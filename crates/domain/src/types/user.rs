//! User records

use serde::{Deserialize, Serialize};

/// Store-assigned user identifier.
pub type UserId = i64;

/// A registered user. Names are not unique.
#[derive(Debug, Clone, PartialEq, Eq, Serialize, Deserialize)]
#[serde(rename_all = "camelCase")]
pub struct User {
    /// Store-assigned id.
    pub user_id: UserId,
    /// Display name.
    pub user_name: String,
}

/// A user that has not been stored yet.
#[derive(Debug, Clone, PartialEq, Eq)]
pub struct NewUser {
    /// Display name; must not be blank.
    pub user_name: String,
}
//! HTTP router configuration.

use std::sync::Arc;

use axum::routing::{get, post};
use axum::Router;
use tower_http::cors::{Any, CorsLayer};
use tower_http::trace::TraceLayer;

use super::handlers;
use crate::context::AppContext;

/// Create the application router.
pub fn create_router(ctx: Arc<AppContext>) -> Router {
    let cors = CorsLayer::new().allow_origin(Any).allow_methods(Any).allow_headers(Any);

    let api = Router::new()
        .route("/events", get(handlers::list_events))
        .route("/events/create-event", post(handlers::create_event))
        .route("/events/import-attendees", post(handlers::import_attendees))
        .route("/events/{event_id}/attendees", get(handlers::list_attendees))
        .route("/users", get(handlers::list_users).post(handlers::create_user));

    Router::new()
        .route("/health", get(handlers::health))
        .nest("/api", api)
        .layer(TraceLayer::new_for_http())
        .layer(cors)
        .with_state(ctx)
}
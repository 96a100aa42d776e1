//! Error classification shared across EventDesk crates
//!
//! Module-specific error enums (for example
//! [`StorageError`](crate::storage::StorageError)) implement
//! [`ErrorClassification`] so callers can make logging decisions without
//! matching on every variant.
//!
//! ```rust,ignore
//! #[derive(Debug, Error)]
//! pub enum MyModuleError {
//!     #[error("Invalid widget configuration: {0}")]
//!     InvalidWidget(String),
//! }
//!
//! impl ErrorClassification for MyModuleError {
//!     fn is_retryable(&self) -> bool {
//!         false
//!     }
//!     // ... implement other trait methods
//! }
//! ```

use std::fmt;

/// Standard interface for classifying errors by their characteristics.
pub trait ErrorClassification {
    /// Check if this error is retryable
    ///
    /// Retryable errors are transient issues that may succeed if attempted
    /// again, such as lock contention or pool exhaustion. EventDesk never
    /// retries on its own; the flag only feeds logging.
    fn is_retryable(&self) -> bool;

    /// Get the error severity level
    fn severity(&self) -> ErrorSeverity;

    /// Check if this is a critical error requiring immediate attention
    fn is_critical(&self) -> bool {
        self.severity() == ErrorSeverity::Critical
    }
}

/// Error severity levels for monitoring and alerting
#[derive(Debug, Clone, Copy, PartialEq, Eq, PartialOrd, Ord)]
pub enum ErrorSeverity {
    /// Informational, typically for debugging
    Info,
    /// Warning, should be monitored but not critical
    Warning,
    /// Error, requires attention and action
    Error,
    /// Critical, immediate action required
    Critical,
}

impl fmt::Display for ErrorSeverity {
    fn fmt(&self, f: &mut fmt::Formatter<'_>) -> fmt::Result {
        match self {
            Self::Info => write!(f, "INFO"),
            Self::Warning => write!(f, "WARN"),
            Self::Error => write!(f, "ERROR"),
            Self::Critical => write!(f, "CRITICAL"),
        }
    }
}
....
_ASSIGNMENT:_ Using the same words as the original, repeat the records above.

_RESULT OF THE EXERCISE:_
filename crates/domain/src/types/user.rs
//! User records

use serde::{Deserialize, Serialize};

/// Store-assigned user identifier.
pub type UserId = i64;

/// A registered user. Names are not unique.
#[derive(Debug, Clone, PartialEq, Eq, Serialize, Deserialize)]
#[serde(rename_all = "camelCase")]
pub struct User {
    /// Store-assigned id.
    pub user_id: UserId,
    /// Display name.
    pub user_name: String,
}

/// A user that has not been stored yet.
#[derive(Debug, Clone, PartialEq, Eq)]
pub struct NewUser {
    /// Display name; must not be blank.
    pub user_name: String,
}
//! HTTP router configuration.

use std::sync::Arc;

use axum::routing::{get, post};
use axum::Router;
use tower_http::cors::{Any, CorsLayer};
use tower_http::trace::TraceLayer;

use super::handlers;
use crate::context::AppContext;

/// Create the application router.
pub fn create_router(ctx: Arc<AppContext>) -> Router {
    let cors = CorsLayer::new().allow_origin(Any).allow_methods(Any).allow_headers(Any);

    let api = Router::new()
        .route("/events", get(handlers::list_events))
        .route("/events/create-event", post(handlers::create_event))
        .route("/events/import-attendees", post(handlers::import_attendees))
        .route("/events/{event_id}/attendees", get(handlers::list_attendees))
        .route("/users", get(handlers::list_users).post(handlers::create_user));

    Router::new()
        .route("/health", get(handlers::health))
        .nest("/api", api)
        .layer(TraceLayer::new_for_http())
        .layer(cors)
        .with_state(ctx)
}
repository 96a100aa42d776e1
//! Error classification shared across EventDesk crates
//!
//! Module-specific error enums (for example
//! [`StorageError`](crate::storage::StorageError)) implement
//! [`ErrorClassification`] so callers can make logging decisions without
//! matching on every variant.
//!
//! ```rust,ignore
//! #[derive(Debug, Error)]
//! pub enum MyModuleError {
//!     #[error("Invalid widget configuration: {0}")]
//!     InvalidWidget(String),
//! }
//!
//! impl ErrorClassification for MyModuleError {
//!     fn is_retryable(&self) -> bool {
//!         false
//!     }
//!     // ... implement other trait methods
//! }
//! ```

use std::fmt;

/// Standard interface for classifying errors by their characteristics.
pub trait ErrorClassification {
    /// Check if this error is retryable
    ///
    /// Retryable errors are transient issues that may succeed if attempted
    /// again, such as lock contention or pool exhaustion. EventDesk never
    /// retries on its own; the flag only feeds logging.
    fn is_retryable(&self) -> bool;

    /// Get the error severity level
    fn severity(&self) -> ErrorSeverity;

    /// Check if this is a critical error requiring immediate attention
    fn is_critical(&self) -> bool {
        self.severity() == ErrorSeverity::Critical
    }
}

/// Error severity levels for monitoring and alerting
#[derive(Debug, Clone, Copy, PartialEq, Eq, PartialOrd, Ord)]
pub enum ErrorSeverity {
    /// Informational, typically for debugging
    Info,
    /// Warning, should be monitored but not critical
    Warning,
    /// Error, requires attention and action
    Error,
    /// Critical, immediate action required
    Critical,
}

impl fmt::Display for ErrorSeverity {
    fn fmt(&self, f: &mut fmt::Formatter<'_>) -> fmt::Result {
        match self {
            Self::Info => write!(f, "INFO"),
            Self::Warning => write!(f, "WARN"),
            Self::Error => write!(f, "ERROR"),
            Self::Critical => write!(f, "CRITICAL"),
        }
    }
}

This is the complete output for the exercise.